In the oil and gas industries, there are three primary types of signaling lights used for the extension and height of obstacles, those of which are low intensity type B and medium intensity types A & B warning lights. Type B low intensity warning lights are normally used for buildings with low extension and an above ground height below 148 feet. When type B low intensity obstacle warning lights prove inadequate, medium intensity lights can be used in their place.
Meanwhile, type A and B medium intensity warning lights are utilized when the object has significant extension or a height surpassing 148 feet. The type A variation should be used alone, while type B medium intensity warning lights can be used alone or in combination with type B low intensity warning lights. It is important to note that type B medium intensity warning lights are only activated at night.
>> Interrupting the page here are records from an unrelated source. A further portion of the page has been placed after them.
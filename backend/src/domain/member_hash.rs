//! Content-addressed member identifier.

use std::fmt;

use md5::{Digest, Md5};

/// Provider member key: lower-case hex MD5 of the lower-cased email.
///
/// Upserts keyed by this value converge on one member per address, whatever
/// casing the signup used.
///
/// # Examples
/// ```
/// use backend::domain::MemberHash;
///
/// assert_eq!(MemberHash::from_email("A@B.com"), MemberHash::from_email("a@b.com"));
/// ```
#[derive(Debug, Clone, PartialEq, Eq, Hash)]
pub struct MemberHash(String);

impl MemberHash {
    /// Hash an email address.
    pub fn from_email(email: &str) -> Self {
        let digest = Md5::digest(email.to_lowercase().as_bytes());
        Self(hex::encode(digest))
    }

    /// Hex digest used in provider URLs.
    pub fn as_str(&self) -> &str {
        self.0.as_str()
    }
}

impl AsRef<str> for MemberHash {
    fn as_ref(&self) -> &str {
        self.as_str()
    }
}

impl fmt::Display for MemberHash {
    fn fmt(&self, f: &mut fmt::Formatter<'_>) -> fmt::Result {
        f.write_str(self.as_str())
    }
}
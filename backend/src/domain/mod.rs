//! Waitlist domain.
//!
//! Validation, credential parsing and the subscription state machine live
//! here. Adapters reach the outside world through [`ports`].

pub mod credentials;
pub mod error;
pub mod member_hash;
pub mod ports;
pub mod signup;
pub mod subscription;
pub mod subscription_service;
pub mod trace_id;

pub use self::credentials::{
    CredentialsError, Datacenter, ProviderCredentials, datacenter_from_api_key,
};
pub use self::error::{Error, ErrorCode, ErrorValidationError, TRACE_ID_HEADER};
pub use self::member_hash::MemberHash;
pub use self::signup::{
    DEFAULT_SOURCE, RawRole, RawSignup, Role, SignupEmail, SignupRequest, SignupValidationError,
    validate,
};
pub use self::subscription::{
    DETAIL_CHAR_LIMIT, FailureStage, SUCCESS_MESSAGE, SubscriptionFailure, SubscriptionOutcome,
    safe_detail,
};
pub use self::subscription_service::{WaitlistSubscriptionService, subscribe_with};
pub use self::trace_id::TraceId;
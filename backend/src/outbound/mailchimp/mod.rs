//! Mailchimp Marketing API adapter.
//!
//! Implements the `MailingListProvider` port over HTTPS with reqwest.

mod dto;
mod http_provider;

pub use http_provider::MailchimpHttpProvider;
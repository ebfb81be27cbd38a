//! HTTP inbound adapter exposing the waitlist endpoints.

pub mod cache_control;
pub mod error;
pub mod health;
pub mod state;
pub mod subscribe;

pub use error::{ApiResult, json_error_handler};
Type B medium intensity lights do not need to be turned on during the day as the obstacle will be highlighted by equal length stripes of red/orange and white paint along the object’s length as specified by the ICAO. Furthermore, type A medium intensity lights are meant for illuminating obstacles without ICAO markings. In the daytime, they will remain on at a maximum power of 20,000 cd to cast light upon the obstacle against the daylight background.
Typically, warning lights are positioned as close to the top of an object as possible. For cooling towers or other similar structures, the warning lights should be positioned just below the top to reduce the possibility of smoke contamination. When an obstacle is furnished with type A medium intensity warning lights and the upper portion of the obstacle is more than 344 feet above the ground or taller than the surrounding buildings, additional lights must be provided at spaced out levels.
These additional lights should feature an equal distance between the upper lights and the ground level with the spacing not exceeding 344 feet. Where an obstacle necessitates type B medium intensity warning lights and the upper part of the object is taller than 148 feet or taller than the surrounding buildings, additional lights must be furnished at equally spaced intervals. These additional lights must alternate between type B low intensity and type B medium intensity lights.
The FAA specifies that safety signals should not be interrupted for any reason. More than that, it is common practice to include redundancy into a signaling lamp system. This is where dual systems with a main lamp and an emergency lamp are helpful. Fault management is then managed by the control panel in the aircraft warning light system.